Последствия больших разговоров (СИ), стр. 139

   Говорящие с огнем снова обступили свое неспокойное пламя, и то, замерев на мгновение, вспухло и заклубилось, перетекая сверху вниз, а потом словно всплеснулось, и пронзило воздух десятками длинных огненных лепестков, обратившись огромной полыхающей хризантемой. Иван Дмитриевич подвел ладонь под основание одного из лепестков, и тот, отделившись от огненного цветка, остался у него на ладони, мягко, волшебно изгибаясь из стороны в сторону. Ната-Бестия сделала то же самое и застыла рядом со старшим Говорящим с огнем, держа колыхающееся пламя на стыке сомкнутых ладоней. Лена, взяв свой лепесток, отошла к дальнему концу полукруга и встала там, подняв ладонь с огоньком почти к самому лицу и пристально глядя куда-то внутрь пламени. Следующим к огню решительно подошел Электрик, бестрепетно подхватил один из лепестков и двинулся обратно, унося живой, изгибающийся язычок пламени на своей ладони, а огненная хризантема немедленно отрастила новый лепесток взамен утраченного. За ним потянулись остальные.

   Эша подошла одной из последних. Хоть она и убедилась уже, что огонь не причиняет вреда, и что даже неГоворящие уже держали по колыхающемуся пламенному лепестку на ладонях, не делая при этом никаких болезненных гримас, все равно было жутковато. Огонь обжигает - так было всегда. И для того, чтобы гореть, огню была нужна пища - так тоже было всегда. Нужно поверить огню Говорящих, чтобы он не обжег?
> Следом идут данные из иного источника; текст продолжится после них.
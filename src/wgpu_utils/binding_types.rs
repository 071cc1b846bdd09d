//! WGPU binding type utilities

pub fn uniform() -> wgpu::BindingType {
    wgpu::BindingType::Buffer {
        ty: wgpu::BufferBindingType::Uniform,
        has_dynamic_offset: false,
        min_binding_size: None,
    }
}

pub fn sampler(filtering: wgpu::SamplerBindingType) -> wgpu::BindingType {
    wgpu::BindingType::Sampler(filtering)
}

pub fn texture_2d() -> wgpu::BindingType {
    wgpu::BindingType::Texture {
        sample_type: wgpu::TextureSampleType::Float { filterable: true },
        view_dimension: wgpu::TextureViewDimension::D2,
        multisampled: false,
    }
}

/// Depth texture sampled with a comparison sampler (shadow maps).
pub fn texture_depth_2d() -> wgpu::BindingType {
    wgpu::BindingType::Texture {
        sample_type: wgpu::TextureSampleType::Depth,
        view_dimension: wgpu::TextureViewDimension::D2,
        multisampled: false,
    }
}
//! # Vertex Data Structures
//!
//! GPU-compatible vertex formats for mesh rendering. The island demo keeps a
//! per-vertex color alongside position and normal so the gradient coloring
//! lives directly in the vertex buffer.

/// A 3D vertex with position, normal, and color data.
///
/// The `#[repr(C)]` attribute ensures a C-compatible memory layout, which is
/// required for GPU buffer operations.
#[repr(C)]
#[derive(Copy, Clone, Debug, PartialEq, bytemuck::Pod, bytemuck::Zeroable)]
pub struct Vertex3D {
    /// 3D position coordinates [x, y, z]
    pub position: [f32; 3],
    /// 3D normal vector [nx, ny, nz] for lighting calculations
    pub normal: [f32; 3],
    /// RGB vertex color, normalized channels
    pub color: [f32; 3],
}

impl Vertex3D {
    /// Returns the vertex buffer layout for wgpu rendering.
    ///
    /// - Attribute 0: Position (Float32x3) at shader location 0
    /// - Attribute 1: Normal (Float32x3) at shader location 1
    /// - Attribute 2: Color (Float32x3) at shader location 2
    pub fn desc() -> wgpu::VertexBufferLayout<'static> {
        use std::mem;
        wgpu::VertexBufferLayout {
            array_stride: mem::size_of::<Vertex3D>() as wgpu::BufferAddress,
            step_mode: wgpu::VertexStepMode::Vertex,
            attributes: &[
                wgpu::VertexAttribute {
                    offset: 0,
                    shader_location: 0,
                    format: wgpu::VertexFormat::Float32x3,
                },
                wgpu::VertexAttribute {
                    offset: mem::size_of::<[f32; 3]>() as wgpu::BufferAddress,
                    shader_location: 1,
                    format: wgpu::VertexFormat::Float32x3,
                },
                wgpu::VertexAttribute {
                    offset: (2 * mem::size_of::<[f32; 3]>()) as wgpu::BufferAddress,
                    shader_location: 2,
                    format: wgpu::VertexFormat::Float32x3,
                },
            ],
        }
    }
}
Что, если он почувствует ее недоверие, ее страх?

   Все же, в конце концов, она подошла к огненному цветку, трепещущему в воздухе, и, помедлив мгновение, с отчаянной решимостью подхватила один из лепестков, готовая в любой момент отдернуть руку. Но не почувствовала ни жара, ни ожога, только легкое щекочущее касание, похожее на прикосновение пушистой ножки Бонни. Шталь невольно широко раскрыла глаза, потрясенно глядя на огонь, грациозно покачивающийся на ее сомкнутых пальцах, а мимо нее уже проходили друзья и коллеги, и крошечные огоньки на их ладонях распустились пышными огненными цветами необычайной красоты и самых разных форм и размеров, и их лепестки смыкались, вновь разворачивались, подергивались бахромой, обращались огненным ажуром, сквозь который бархатно просвечивала осенняя тьма. Люди наклонялись, опуская цветы на насыпи, и цветы продолжали трепетать, словно на ветру, разрастаясь, играя лепестками и не причиняя живым цветам ни малейшего вреда.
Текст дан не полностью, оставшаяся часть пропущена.